Wednesday, April 21, 2010

You say one thing, but....

Well well well. I knew this would bite me in the butt. I few weeks ago (maybe even a month now) before I decided to swear off dieting, dating and exercise, my cousin tried to set me up with one of her coworkers. He was supposed to look me up on facebook and read my profile but because my security setting are so high that didn't really work. So I waited (and looked him up - his profile is quite public). Cute but perhaps a little young. 24 to my 28, so 4 years my junior. Right there I feel uncertain about the situation. I've never really dated younger!
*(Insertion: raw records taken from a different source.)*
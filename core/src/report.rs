//! Report assembly — current metrics merged with resolved history.
//!
//! A missing historic value is reported as unavailable (None), which a
//! renderer must keep distinguishable from a genuine zero.

use crate::checkset::FunnelPlan;
use crate::funnel::MetricRow;
use crate::history::{HistoryRun, MetricKey};
use crate::types::{Count, GroupKey, RunId};
use chrono::{DateTime, Utc};
use serde::{Deserialize, Serialize};

/// One metric with its historical overlay. Derived, never persisted.
#[derive(Debug, Clone, Serialize, Deserialize)]
pub struct ComparisonRow {
    pub metric: MetricRow,
    pub historic: Option<Count>,
    /// current − historic.
    pub delta: Option<i64>,
    /// delta / historic; undefined when historic is 0 or missing.
    pub pct_change: Option<f64>,
}

/// Descriptive metadata for one check, for the renderer's
/// Criteria/Description columns.
#[derive(Debug, Clone, Serialize, Deserialize)]
pub struct CheckInfo {
    pub channel: String,
    pub segment: String,
    pub name: String,
    pub sql: String,
    pub description: Option<String>,
}

#[derive(Debug, Clone, Serialize, Deserialize)]
pub struct GroupReport {
    pub group: GroupKey,
    pub starting_population: Count,
    /// Metric rows in report order, with comparison overlay.
    pub rows: Vec<ComparisonRow>,
    /// Identity of the resolved comparison run, when one matched.
    pub historic_run_id: Option<RunId>,
    pub historic_timestamp: Option<DateTime<Utc>>,
}

/// The consolidated cross-group structure, groups in declaration order.
#[derive(Debug, Clone, Serialize, Deserialize)]
pub struct WaterfallReport {
    pub run_id: RunId,
    pub offer_code: String,
    pub campaign_planner: Option<String>,
    pub lead: Option<String>,
    pub generated_at: DateTime<Utc>,
    pub checks: Vec<CheckInfo>,
    pub groups: Vec<GroupReport>,
}

/// Check metadata for the whole plan, in report order.
pub fn plan_check_info(plan: &FunnelPlan) -> Vec<CheckInfo> {
    plan.units()
        .into_iter()
        .flat_map(|unit| {
            unit.checks.iter().map(|c| CheckInfo {
                channel: unit.channel.clone(),
                segment: unit.segment.clone(),
                name: c.name.clone(),
                sql: c.sql.clone(),
                description: c.description.clone(),
            })
        })
        .collect()
}

/// Merge one group's metric rows with its resolved history run.
pub fn assemble_group(
    group: GroupKey,
    starting_population: Count,
    rows: Vec<MetricRow>,
    historic: Option<&HistoryRun>,
) -> GroupReport {
    let rows = rows
        .into_iter()
        .map(|metric| {
            let historic_value = historic.and_then(|run| run.metric(&MetricKey::of(&metric)));
            let delta = historic_value.map(|h| metric.value as i64 - h as i64);
            let pct_change = match (delta, historic_value) {
                (Some(d), Some(h)) if h != 0 => Some(d as f64 / h as f64),
                _ => None,
            };
            ComparisonRow {
                metric,
                historic: historic_value,
                delta,
                pct_change,
            }
        })
        .collect();

    GroupReport {
        group,
        starting_population,
        rows,
        historic_run_id: historic.map(|r| r.run_id.clone()),
        historic_timestamp: historic.map(|r| r.started_at),
    }
}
Guys like that usually only look for the quick and dirty relationships not the long loving lasting ones, which is all I'm interested in right now (should the opportunity present itself).
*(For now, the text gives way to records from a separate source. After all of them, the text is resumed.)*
//! Action Channel for events that reach the front-end loop from outside a
//! key press (signal handlers, lifecycle requests)

use anyhow::Result;
use tokio::sync::mpsc;

/// Events delivered to the front-end loop
#[derive(Debug, Clone, PartialEq, Eq)]
pub enum SessionEvent {
    /// Shutdown request (Ctrl+C, quit key)
    ShutdownRequested,
    /// The last process exited and the console has to be rebuilt
    ReloadRequested,
}

/// Action channel for event processing
pub struct ActionChannel {
    /// Event sender
    event_tx: mpsc::UnboundedSender<SessionEvent>,
    /// Event receiver
    event_rx: Option<mpsc::UnboundedReceiver<SessionEvent>>,
}

impl Clone for ActionChannel {
    fn clone(&self) -> Self {
        Self {
            event_tx: self.event_tx.clone(),
            event_rx: None, // Receivers cannot be cloned
        }
    }
}

impl ActionChannel {
    /// Create a new ActionChannel
    pub fn new() -> Self {
        let (event_tx, event_rx) = mpsc::unbounded_channel();

        Self {
            event_tx,
            event_rx: Some(event_rx),
        }
    }

    /// Send event to channel
    pub fn send_event(&self, event: SessionEvent) -> Result<()> {
        self.event_tx
            .send(event)
            .map_err(|e| anyhow::anyhow!("Failed to send event: {}", e))
    }

    /// Drain every event queued so far without waiting
    pub fn drain(&mut self) -> Vec<SessionEvent> {
        let mut events = Vec::new();
        if let Some(event_rx) = &mut self.event_rx {
            while let Ok(event) = event_rx.try_recv() {
                events.push(event);
            }
        }
        events
    }

    /// Get event sender for external use
    pub fn event_tx(&self) -> mpsc::UnboundedSender<SessionEvent> {
        self.event_tx.clone()
    }

    /// Send shutdown request
    pub fn request_shutdown(&self) -> Result<()> {
        self.send_event(SessionEvent::ShutdownRequested)
    }

    /// Send reload request
    pub fn request_reload(&self) -> Result<()> {
        self.send_event(SessionEvent::ReloadRequested)
    }
}

impl Default for ActionChannel {
    fn default() -> Self {
        Self::new()
    }
}
//! Per-session command history with up/down navigation

/// Append-only log of submitted lines plus a browsing cursor.
///
/// The cursor ranges over `0..=entries.len()`; `entries.len()` means the user
/// is not currently browsing history.
#[derive(Debug, Clone, Default)]
pub struct HistoryLedger {
    entries: Vec<String>,
    cursor: usize,
}

impl HistoryLedger {
    /// Create an empty history
    pub fn new() -> Self {
        Self::default()
    }

    /// Append a line and stop browsing.
    ///
    /// Callers filter blank input before calling; nothing is deduplicated.
    pub fn add(&mut self, line: impl Into<String>) {
        self.entries.push(line.into());
        self.cursor = self.entries.len();
    }

    /// Step back to the previous (older) entry
    pub fn previous(&mut self) -> Option<&str> {
        if self.cursor > 0 {
            self.cursor -= 1;
            return self.entries.get(self.cursor).map(String::as_str);
        }
        None
    }

    /// Step forward to the next (newer) entry.
    ///
    /// Returns `Some("")` when stepping past the newest entry, which tells the
    /// caller to blank the input line. Returns `None` when not browsing.
    pub fn next(&mut self) -> Option<&str> {
        let len = self.entries.len();
        if len == 0 || self.cursor >= len {
            return None;
        }

        if self.cursor < len - 1 {
            self.cursor += 1;
            self.entries.get(self.cursor).map(String::as_str)
        } else {
            self.cursor = len;
            Some("")
        }
    }

    /// Drop every entry
    pub fn clear(&mut self) {
        self.entries.clear();
        self.cursor = 0;
    }

    pub fn entries(&self) -> &[String] {
        &self.entries
    }

    pub fn cursor(&self) -> usize {
        self.cursor
    }

    pub fn len(&self) -> usize {
        self.entries.len()
    }

    pub fn is_empty(&self) -> bool {
        self.entries.is_empty()
    }
}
So he never got to see my profile. My cousin assured me he "said" he was still interested but too shy to contact me. I said I didn't mind adding him to my facebook and sending a message. I'm not that shy sometimes... especially when you got nothing to lose online. So I added him. He accepted. I sent a mini "Hello, nice to meet you message". That was a week ago. After 4 days of no reply I sent a message to my cousin and said that I didn't think he was interested but what I really thought was, " He's seen my profile pictures and though holy COW; literally!" My cousin agreed that actions speak louder than words and the "no reply " was a sign that he wasn't interested. She promised me she would stop harassing him lol.

But low and behold a message pops up into my facebook mail not 15 minutes ago. What do we have, but a short little message from Mr. Shy himself saying , "Sorry it took so long..... been out of town.... no Internet....we will definitely chat soon." What does that mean?
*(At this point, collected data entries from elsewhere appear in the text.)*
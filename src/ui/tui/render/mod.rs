mod console;
mod header;
mod hints;

use ratatui::Frame;
use ratatui::layout::{Constraint, Direction, Layout};
use ratatui::style::Style;

use super::ConsoleView;
use crate::ui::AppState;
use crate::ui::ui_manager::RenderState;

use self::console::render_console;
use self::header::render_header;
use self::hints::render_hints;

pub(super) fn render_root(
    frame: &mut Frame<'_>,
    app: &AppState,
    render_state: &RenderState,
    view: &ConsoleView,
) {
    let chunks = Layout::default()
        .direction(Direction::Vertical)
        .constraints([
            Constraint::Length(3),
            Constraint::Min(3),
            Constraint::Length(3),
        ])
        .split(frame.size());

    render_header(frame, chunks[0], app, view);
    render_console(frame, chunks[1], app, view);
    render_hints(frame, chunks[2], app, render_state);
}

/// Drop styling when colors are disabled
fn themed(app: &AppState, style: Style) -> Style {
    if app.colors { style } else { Style::default() }
}
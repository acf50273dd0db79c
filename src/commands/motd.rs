use chrono::{Local, Timelike};

use crate::session::CommandRegistry;

const BANNER: &str = r"
 _                          _           _
| |_ ___ _ __ _ __ ___   __| | ___  ___| | __
| __/ _ \ '__| '_ ` _ \ / _` |/ _ \/ __| |/ /
| ||  __/ |  | | | | | | (_| |  __/ (__|   <
 \__\___|_|  |_| |_| |_|\__,_|\___|\___|_|\_\
";

pub const JOKES: &[&str] = &[
    "Why do programmers prefer dark mode? Because light attracts bugs!",
    "There are 10 kinds of people: those who read binary and those who don't.",
    "A SQL query walks into a bar, sees two tables and asks: may I join you?",
    "Why did the developer go broke? Because they used up all their cache!",
    "Why do programmers mix up Halloween and Christmas? Because Oct 31 == Dec 25!",
];

pub(super) fn register(registry: &mut CommandRegistry) {
    registry.register("motd", "Display message of the day", |_ctx, _args| {
        let pick = Local::now().nanosecond() as usize;
        Ok(motd_text(JOKES[pick % JOKES.len()]))
    });
}

/// Message of the day around the given joke
pub fn motd_text(joke: &str) -> String {
    format!(
        "{}\nWelcome to termdeck!\nType 'help' to see available commands.\n\nToday's random nerdy joke:\n{}",
        BANNER.trim_start_matches('\n'),
        joke
    )
}
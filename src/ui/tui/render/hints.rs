use ratatui::Frame;
use ratatui::layout::Rect;
use ratatui::style::{Color, Style};
use ratatui::text::{Line, Span};
use ratatui::widgets::{Block, Borders, Paragraph};

use super::themed;
use crate::ui::AppState;
use crate::ui::ui_manager::RenderState;

const KEY_HINTS: &[(&str, &str)] = &[
    ("Enter", "run"),
    ("Up/Down", "history"),
    ("Ctrl+L", "clear"),
    ("PgUp/PgDn", "scroll"),
    ("Ctrl+C", "quit"),
];

pub(super) fn render_hints(
    frame: &mut Frame<'_>,
    area: Rect,
    app: &AppState,
    render_state: &RenderState,
) {
    let mut spans = Vec::new();

    if let Some(info) = &render_state.info_message {
        spans.push(Span::styled(
            format!("{} ", info),
            themed(app, Style::default().fg(Color::LightBlue)),
        ));
    }

    for (key, action) in KEY_HINTS {
        spans.push(Span::styled(
            format!(" {} ", key),
            themed(app, Style::default().fg(Color::Cyan)),
        ));
        spans.push(Span::styled(
            format!("{} ", action),
            themed(app, Style::default().fg(Color::Gray)),
        ));
    }

    let block = Block::default().borders(Borders::ALL).title(" Keys ");
    frame.render_widget(Paragraph::new(Line::from(spans)).block(block), area);
}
So what to do? I don't know. On one hand I really shouldn't over look any potential dates. On the other hand I just pretty much vowed to give up that scene. I think what's really wrong is that I'm scared to put myself out there. I really don't want to be rejected... again. I keep thinking, "Is this going to be the last nail in the coffin (so to speak) of my dating life. But maybe I do need this final rejection so finally get it in my head that I DON"T need a man in my life. I CAN be happy alone!

Still undecided... sitting on the fence.

Tuesday, April 20, 2010

Continuing to reconnect with others

Today was a pretty good day! I'm having some tiredness issues still. I say still but this is the first I write of it lol! She here's the deal...... I seem to sleep well on Friday nights but not so great during the week, when I know I have to work the next day. I find it incredibly difficult to get up in the morning. I don't think I'm getting the deep REM sleep I need at night. I also get an eye twitch which I attribute to this sleep depravity as well as stress. I don't feel particularly stressed but apparently my body feels differently! Anyways, I am attempting to ensure I get to bed at a decent hour!

Tonight I was fortunate enough to join some friends for a wonderful Italian Dinner. We all attended a local union meeting. Supper was free and laughs were abundant. It has been a while since many of us have gotten together like that. It's nice to chat about work, good and bad. We are all such positive people and always try to look on the brighter side of life. It really makes me feel blessed to work with these people! My wish is that everyone be this lucky!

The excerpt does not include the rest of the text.